Incidentally, that 377 ohms is evidenced in that a whip of some height will produce about that many times as much signal in the far-field as a (balanced or shielded) loop the same height.

Cortland
KA5S
Courtland,

I disagree that the explaination in that link is a good one, and I also disgree that the impedance of freespace has something to do with which antenna works best. Neither is correct.

We have a limited number of ways to measure the force created by charges. The two ways we measure are by things we called electrical fields and by magnetic fields.

Radiation is an entirely different force or action at a distance than a force caused by a difference in charge distribution (electric field) or a force caused by charges moving (magnetic field). Radiation is caused by charge acceleration, and it even decays at a different rate with distance than the other effects do.

Because we measure the strength by either electric or magnetic fields, there is a set ratio between those forces when an electromagnetic wave is in space. The ratio between the ways we measure the force works out to be about 377 if freespace, but the electric and magnetic fields are just different ways we quantify the actions of or on charges at a distance.

An antenna does NOT have to &quot;match&quot; freespace, and an antenna closer to 377 ohms will couple no better to space than one with an impedance of 10 ohms or 10,000 ohms.

All of the losses in an antenna system are ohmic losses caused by current flow, either displacement currents through dielectrics or ohmic losses in conductors.
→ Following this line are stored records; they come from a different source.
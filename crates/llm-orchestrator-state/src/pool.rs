// Copyright (c) 2025 LLM DevOps
// SPDX-License-Identifier: MIT OR Apache-2.0

//! Connection pooling via sqlx's `Any` driver.
//!
//! Every query in this crate is written with `?` placeholders and plain
//! SQL that both Postgres and SQLite understand, so one pool type serves
//! a production Postgres deployment and a SQLite file (or `:memory:`) used
//! in tests and the bundled recovery demo.

use crate::error::{Result, StateError};
use sqlx::any::{AnyPoolOptions, Any};
use sqlx::Pool;
use std::sync::Once;
use std::time::Duration;

pub type StatePool = Pool<Any>;

static INSTALL_DRIVERS: Once = Once::new();

/// Connects to `database_url`, which may be a `postgres://...` or
/// `sqlite://...` URL. Safe to call from multiple tasks; the underlying
/// driver registration only happens once per process.
pub async fn connect(database_url: &str) -> Result<StatePool> {
    INSTALL_DRIVERS.call_once(|| {
        sqlx::any::install_default_drivers();
    });

    AnyPoolOptions::new()
        .max_connections(20)
        .acquire_timeout(Duration::from_secs(5))
        .idle_timeout(Duration::from_secs(300))
        .connect(database_url)
        .await
        .map_err(|e| StateError::Connection(e.to_string()))
}

/// Runs the `CREATE TABLE IF NOT EXISTS` statements every store in this
/// crate depends on. Idempotent; safe to call on every process start.
pub async fn ensure_schema(pool: &StatePool) -> Result<()> {
    sqlx::query(
        r#"
        CREATE TABLE IF NOT EXISTS workflow_executions (
            execution_id TEXT PRIMARY KEY,
            workflow_id TEXT NOT NULL,
            workspace_id TEXT NOT NULL,
            project_id TEXT NOT NULL,
            status TEXT NOT NULL,
            context_json TEXT NOT NULL,
            result_json TEXT,
            error_message TEXT,
            started_at TEXT NOT NULL,
            finished_at TEXT
        )
        "#,
    )
    .execute(pool)
    .await?;

    sqlx::query("CREATE INDEX IF NOT EXISTS idx_workflow_executions_status ON workflow_executions(status)")
        .execute(pool)
        .await?;

    sqlx::query(
        r#"
        CREATE TABLE IF NOT EXISTS agent_definitions (
            id TEXT PRIMARY KEY,
            name TEXT NOT NULL,
            capabilities_json TEXT NOT NULL,
            is_enabled INTEGER NOT NULL
        )
        "#,
    )
    .execute(pool)
    .await?;

    sqlx::query(
        r#"
        CREATE TABLE IF NOT EXISTS agent_instances (
            id TEXT PRIMARY KEY,
            definition_id TEXT NOT NULL,
            workspace_id TEXT NOT NULL,
            project_id TEXT NOT NULL,
            status TEXT NOT NULL,
            config_json TEXT NOT NULL
        )
        "#,
    )
    .execute(pool)
    .await?;

    sqlx::query(
        "CREATE INDEX IF NOT EXISTS idx_agent_instances_workspace ON agent_instances(workspace_id, project_id)",
    )
    .execute(pool)
    .await?;

    sqlx::query(
        r#"
        CREATE TABLE IF NOT EXISTS secrets (
            id TEXT PRIMARY KEY,
            workspace_id TEXT NOT NULL,
            name TEXT NOT NULL,
            secret_type TEXT NOT NULL,
            encrypted_value TEXT NOT NULL,
            rotation_policy TEXT,
            is_active INTEGER NOT NULL,
            tags_json TEXT NOT NULL,
            metadata_json TEXT NOT NULL,
            created_at TEXT NOT NULL,
            created_by TEXT NOT NULL,
            updated_at TEXT NOT NULL,
            updated_by TEXT NOT NULL,
            last_rotated_at TEXT,
            rotation_due_at TEXT
        )
        "#,
    )
    .execute(pool)
    .await?;

    sqlx::query("CREATE INDEX IF NOT EXISTS idx_secrets_workspace_name ON secrets(workspace_id, name)")
        .execute(pool)
        .await?;

    sqlx::query(
        r#"
        CREATE TABLE IF NOT EXISTS workspaces (
            id TEXT PRIMARY KEY
        )
        "#,
    )
    .execute(pool)
    .await?;

    Ok(())
}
If the ratio of loss resistances to radiation resistance (as determined by the effective current causing radiation vs the net power radiated as an EM wave) is high compared to resistive losses, more power makes it to space.

That is the ONLY ratio that matters, and that ratio should be as high as possible for maximum efficiency.

If I have an antenna that has a real radiation resistance of 20 ohms normalized to one particular spot in the system and it has a loss resistance of 20 ohms normalized to the very same spot, 50% of the applied power will be turned to EM radiation.

If I have an antenna that is 188.5 ohms radiation resistance and has 188.5 ohms of loss normalized to the same spot, 50% of the applied power will be radiated.

Getting closer to or further from 377 ohms does not change a thing.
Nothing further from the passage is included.